More Wal-Mart (and Target) Heroism

More Wal-Mart (and Target) Heroism

While Wal-Mart is waging its war for secession in California, it is also working to open stores in Chicago for the first time. The leftists, of course, are screaming. Remember not so long ago when the left decried the supposedly sinister "ghetto merchant" (defended so well by Walter Block) who charges high prices for poor quality and poor selection in the inner city?

Now Wal-Mart comes along to offer poor inner city residents some relief, and the same anti-capitalists complain that Wal-Mart will put these local merchants out of business. I live on the south side of Chicago, around 60th Street, and for about 25 blocks south of me, there's little but "ghetto merchants" offering the basic necessities of life, whose stores neither you nor I would ever want to enter if we could help it. Until recently, these provided locals with their only nearby shopping options.

Today, however, there is a big, beautiful Target store just south of 85th Street, right next to a public housing project. It has the same outstanding selection and the same relatively low prices as every Target store you've ever been in. Local "ghetto merchant" cashiers often understandably barricade themselves behind a thick wall of bulletproof glass because they know the government cops won't protect them at all. You feel more free and safe in the Target store, however, where there is no bulletproof glass, or anything of the kind, because Target can pay for its own private, effective, non-intrusive security while still selling at the lowest prices.

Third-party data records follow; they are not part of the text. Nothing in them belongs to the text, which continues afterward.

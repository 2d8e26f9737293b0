use async_trait::async_trait;
use reqwest::header::{HeaderMap, COOKIE, SET_COOKIE};
use serde_json::{json, Value};
use tokio::sync::{Mutex, OnceCell};
use tracing::{debug, info, warn};

use super::adapter::ConnectionConfig;
use super::error::WorkbenchError;
use super::graphql::{GqlRequest, GqlResponse};
use super::queries::{self, QuerySet, WorkbenchVersion, SERVER_VERSION};
use super::session::SessionHandle;
use crate::config::WorkbenchConfig;

/// Privileged operations on the workbench, plus delegated user login
#[async_trait]
pub trait WorkbenchAdmin: Send + Sync {
    async fn server_version(&self) -> Result<WorkbenchVersion, WorkbenchError>;

    /// Create the workbench user if missing and (re)set its local password
    async fn ensure_user(&self, user_id: &str, password: &str) -> Result<(), WorkbenchError>;

    async fn login_user(&self, user_id: &str, password: &str) -> Result<SessionHandle, WorkbenchError>;

    /// Create a connection and grant it to `user_id`; returns the remote id
    async fn create_connection(&self, user_id: &str, config: &ConnectionConfig) -> Result<String, WorkbenchError>;

    async fn update_connection(&self, remote_id: &str, config: &ConnectionConfig) -> Result<(), WorkbenchError>;

    async fn delete_connection(&self, remote_id: &str) -> Result<(), WorkbenchError>;

    /// Connection ids the workbench currently grants to `user_id`
    async fn user_connection_ids(&self, user_id: &str) -> Result<Vec<String>, WorkbenchError>;

    /// Replace the user's granted connections with exactly `ids`
    async fn set_user_connections(&self, user_id: &str, ids: &[String]) -> Result<(), WorkbenchError>;
}

/// Admin client speaking the workbench's query protocol over HTTP.
///
/// One admin session is shared by all callers. It is established lazily and
/// dropped (then re-established once) when the workbench rejects it.
pub struct RemoteAdminClient {
    http: reqwest::Client,
    endpoint: String,
    config: WorkbenchConfig,
    queries: OnceCell<&'static QuerySet>,
    admin_session: Mutex<Option<String>>,
}

impl RemoteAdminClient {
    pub fn new(config: &WorkbenchConfig) -> Result<Self, WorkbenchError> {
        let http = reqwest::Client::builder()
            .timeout(config.request_timeout())
            .build()
            .map_err(|e| WorkbenchError::Transport(e.to_string()))?;

        Ok(Self {
            http,
            endpoint: config.remote_gql_url(),
            config: config.clone(),
            queries: OnceCell::new(),
            admin_session: Mutex::new(None),
        })
    }

    /// Query set for the detected workbench release, resolved once
    async fn queries(&self) -> Result<&'static QuerySet, WorkbenchError> {
        self.queries
            .get_or_try_init(|| async {
                let version = self.server_version().await?;
                let set = queries::select(version)?;
                info!("Workbench {} detected, using {} queries", version, set.label);
                Ok(set)
            })
            .await
            .copied()
    }

    async fn send(
        &self,
        query: &str,
        variables: Value,
        session: Option<&str>,
    ) -> Result<(HeaderMap, Value), WorkbenchError> {
        let mut request = self.http.post(&self.endpoint).json(&GqlRequest::new(query, variables));
        if let Some(session) = session {
            request = request.header(COOKIE, format!("{}={}", self.config.session_cookie, session));
        }

        let response = request.send().await?;
        let status = response.status();
        let headers = response.headers().clone();

        if status == reqwest::StatusCode::UNAUTHORIZED || status == reqwest::StatusCode::FORBIDDEN {
            return Err(WorkbenchError::Authentication(format!("workbench answered {}", status)));
        }
        if !status.is_success() {
            return Err(WorkbenchError::Transport(format!("workbench answered {}", status)));
        }

        let body: GqlResponse = response.json().await?;
        if let Some(error) = body.errors.first() {
            return Err(classify_remote_error(&error.message, error.code()));
        }
        Ok((headers, body.data.unwrap_or(Value::Null)))
    }

    async fn admin_session(&self) -> Result<String, WorkbenchError> {
        let mut session = self.admin_session.lock().await;
        if let Some(existing) = session.as_ref() {
            return Ok(existing.clone());
        }

        let queries = self.queries().await?;
        let handle = self
            .login(queries, &self.config.admin_user, &self.config.admin_password)
            .await
            .map_err(|e| match e {
                WorkbenchError::Remote(msg) => WorkbenchError::Authentication(msg),
                other => other,
            })?;
        info!("Workbench admin session established for {}", self.config.admin_user);
        *session = Some(handle.0.clone());
        Ok(handle.0)
    }

    /// Run `query` with the admin session, re-authenticating once if it expired
    async fn admin_call(&self, query: &str, variables: Value) -> Result<Value, WorkbenchError> {
        let session = self.admin_session().await?;
        match self.send(query, variables.clone(), Some(&session)).await {
            Err(e) if e.is_authentication() => {
                warn!("Workbench admin session rejected, logging in again: {}", e);
                self.admin_session.lock().await.take();
                let session = self.admin_session().await?;
                Ok(self.send(query, variables, Some(&session)).await?.1)
            }
            other => Ok(other?.1),
        }
    }

    async fn login(&self, queries: &QuerySet, user: &str, password: &str) -> Result<SessionHandle, WorkbenchError> {
        let variables = json!({ "credentials": { "user": user, "password": password } });
        let (headers, _) = self.send(queries.auth_login, variables, None).await?;
        session_from_headers(&headers, &self.config.session_cookie)
            .map(SessionHandle)
            .ok_or_else(|| WorkbenchError::Authentication(format!("no session cookie issued for {}", user)))
    }

    fn scoped(&self, queries: &QuerySet, mut variables: Value) -> Value {
        if queries.project_scoped {
            if let Some(map) = variables.as_object_mut() {
                map.insert("projectId".into(), Value::String(self.config.project_id.clone()));
            }
        }
        variables
    }
}

#[async_trait]
impl WorkbenchAdmin for RemoteAdminClient {
    async fn server_version(&self) -> Result<WorkbenchVersion, WorkbenchError> {
        let (_, data) = self.send(SERVER_VERSION, json!({}), None).await?;
        let raw = data
            .pointer("/serverConfig/version")
            .and_then(Value::as_str)
            .ok_or_else(|| WorkbenchError::InvalidResponse("serverConfig.version missing".into()))?;
        WorkbenchVersion::parse(raw).ok_or_else(|| WorkbenchError::UnsupportedVersion(raw.to_string()))
    }

    async fn ensure_user(&self, user_id: &str, password: &str) -> Result<(), WorkbenchError> {
        let queries = self.queries().await?;
        let found = self.admin_call(queries.find_user, json!({ "userId": user_id })).await?;
        let exists = match found.get("user") {
            None | Some(Value::Null) => false,
            Some(Value::Array(users)) => !users.is_empty(),
            Some(_) => true,
        };

        if !exists {
            self.admin_call(queries.create_user, json!({ "userId": user_id })).await?;
            info!("Created workbench user {}", user_id);
        }
        self.admin_call(
            queries.set_user_credentials,
            json!({ "userId": user_id, "password": password }),
        )
        .await?;
        Ok(())
    }

    async fn login_user(&self, user_id: &str, password: &str) -> Result<SessionHandle, WorkbenchError> {
        let queries = self.queries().await?;
        self.login(queries, user_id, password).await.map_err(|e| match e {
            WorkbenchError::Remote(msg) => WorkbenchError::Authentication(msg),
            other => other,
        })
    }

    async fn create_connection(&self, user_id: &str, config: &ConnectionConfig) -> Result<String, WorkbenchError> {
        let queries = self.queries().await?;
        let data = self
            .admin_call(queries.create_connection, self.scoped(queries, json!({ "config": config })))
            .await?;
        let id = data
            .pointer("/connection/id")
            .and_then(Value::as_str)
            .ok_or_else(|| WorkbenchError::InvalidResponse("createConnection returned no id".into()))?
            .to_string();

        self.admin_call(
            queries.grant_connection,
            self.scoped(queries, json!({ "connectionId": id, "subjects": [user_id] })),
        )
        .await?;
        debug!("Created workbench connection {} for {}", id, user_id);
        Ok(id)
    }

    async fn update_connection(&self, remote_id: &str, config: &ConnectionConfig) -> Result<(), WorkbenchError> {
        let queries = self.queries().await?;
        let config = config.clone().with_connection_id(remote_id);
        self.admin_call(queries.update_connection, self.scoped(queries, json!({ "config": config })))
            .await?;
        Ok(())
    }

    async fn delete_connection(&self, remote_id: &str) -> Result<(), WorkbenchError> {
        let queries = self.queries().await?;
        self.admin_call(queries.delete_connection, self.scoped(queries, json!({ "id": remote_id })))
            .await?;
        Ok(())
    }

    async fn user_connection_ids(&self, user_id: &str) -> Result<Vec<String>, WorkbenchError> {
        let queries = self.queries().await?;
        let data = self
            .admin_call(queries.user_connections, json!({ "subjectId": user_id }))
            .await?;
        let grants = data
            .get("grants")
            .and_then(Value::as_array)
            .ok_or_else(|| WorkbenchError::InvalidResponse("connection grants missing".into()))?;

        Ok(grants
            .iter()
            .filter_map(|g| g.get("connectionId").and_then(Value::as_str))
            .map(str::to_string)
            .collect())
    }

    async fn set_user_connections(&self, user_id: &str, ids: &[String]) -> Result<(), WorkbenchError> {
        let queries = self.queries().await?;
        self.admin_call(
            queries.set_user_connections,
            self.scoped(queries, json!({ "subjectId": user_id, "connectionIds": ids })),
        )
        .await?;
        Ok(())
    }
}

fn classify_remote_error(message: &str, code: Option<&str>) -> WorkbenchError {
    let lower = message.to_ascii_lowercase();
    let auth_code = matches!(code, Some("UNAUTHENTICATED") | Some("ACCESS_DENIED"));
    if auth_code
        || lower.contains("access denied")
        || lower.contains("not authorized")
        || lower.contains("authentication")
        || lower.contains("anonymous access")
    {
        WorkbenchError::Authentication(message.to_string())
    } else {
        WorkbenchError::Remote(message.to_string())
    }
}

/// Value of cookie `name` in any `Set-Cookie` header
pub fn session_from_headers(headers: &HeaderMap, name: &str) -> Option<String> {
    headers
        .get_all(SET_COOKIE)
        .iter()
        .filter_map(|v| v.to_str().ok())
        .filter_map(|v| v.split(';').next())
        .filter_map(|pair| pair.split_once('='))
        .find(|(k, _)| k.trim() == name)
        .map(|(_, v)| v.trim().to_string())
        .filter(|v| !v.is_empty())
}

Of course, Wal-Mart would offer all of this, plus even more selection and even lower prices. But the left won't have it. Our commentator writes:

Chicagoans are fanatical in their devotion to the local places to buy everything from food to socks to car parts to liquor to music.

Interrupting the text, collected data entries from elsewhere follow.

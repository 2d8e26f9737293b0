use regex::Regex;
use serde::Deserialize;
use std::path::Path;
use thiserror::Error;

use crate::config::{ProxyConfig, RewriteRuleConfig};

#[derive(Debug, Error)]
pub enum RewriteError {
    #[error("Invalid rewrite pattern '{pattern}': {source}")]
    Pattern {
        pattern: String,
        #[source]
        source: regex::Error,
    },

    #[error("Cannot read rewrite file {path}: {message}")]
    File { path: String, message: String },
}

#[derive(Debug)]
struct RewriteRule {
    pattern: Regex,
    replacement: String,
}

#[derive(Debug, Deserialize)]
struct RewriteFile {
    #[serde(default)]
    rules: Vec<RewriteRuleConfig>,
}

/// Ordered path rewrite rules, fixed after startup
#[derive(Debug, Default)]
pub struct RewriteRules {
    rules: Vec<RewriteRule>,
}

impl RewriteRules {
    pub fn new(configs: &[RewriteRuleConfig]) -> Result<Self, RewriteError> {
        let rules = configs
            .iter()
            .map(|c| {
                Regex::new(&c.pattern)
                    .map(|pattern| RewriteRule {
                        pattern,
                        replacement: c.replacement.clone(),
                    })
                    .map_err(|source| RewriteError::Pattern {
                        pattern: c.pattern.clone(),
                        source,
                    })
            })
            .collect::<Result<Vec<_>, _>>()?;
        Ok(Self { rules })
    }

    /// Inline rules first, then the ones from `rewrite_file`
    pub fn from_config(proxy: &ProxyConfig) -> Result<Self, RewriteError> {
        let mut configs = proxy.rewrite_rules.clone();
        if let Some(path) = &proxy.rewrite_file {
            configs.extend(read_rule_file(path)?);
        }
        Self::new(&configs)
    }

    pub fn len(&self) -> usize {
        self.rules.len()
    }

    pub fn is_empty(&self) -> bool {
        self.rules.is_empty()
    }

    /// Apply the first rule whose pattern matches; later rules are ignored
    pub fn apply(&self, path: &str) -> String {
        for rule in &self.rules {
            if rule.pattern.is_match(path) {
                return rule.pattern.replace(path, rule.replacement.as_str()).into_owned();
            }
        }
        path.to_string()
    }
}

fn read_rule_file(path: impl AsRef<Path>) -> Result<Vec<RewriteRuleConfig>, RewriteError> {
    let path = path.as_ref();
    let raw = std::fs::read_to_string(path).map_err(|e| RewriteError::File {
        path: path.display().to_string(),
        message: e.to_string(),
    })?;
    let file: RewriteFile = serde_yaml::from_str(&raw).map_err(|e| RewriteError::File {
        path: path.display().to_string(),
        message: e.to_string(),
    })?;
    Ok(file.rules)
}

I don't know where this guy lives, but I think it's safe to say that it's not south of 60th Street or even close. Until Target came along, I looked forward to trips back to my hometown in Ohio, where there were stores at which I could actually buy things like socks and underwear. Wal-Mart's political power sometimes is a bad thing. For example, they have disgustingly attempted to use eminent domain to take property from land owners who refused to sell to them. But I hope they defeat the enemies of human well-being who would deny Chicagoans the fundamental rights to buy from, and work for, whomever they choose. (Link via Truck and Barter.)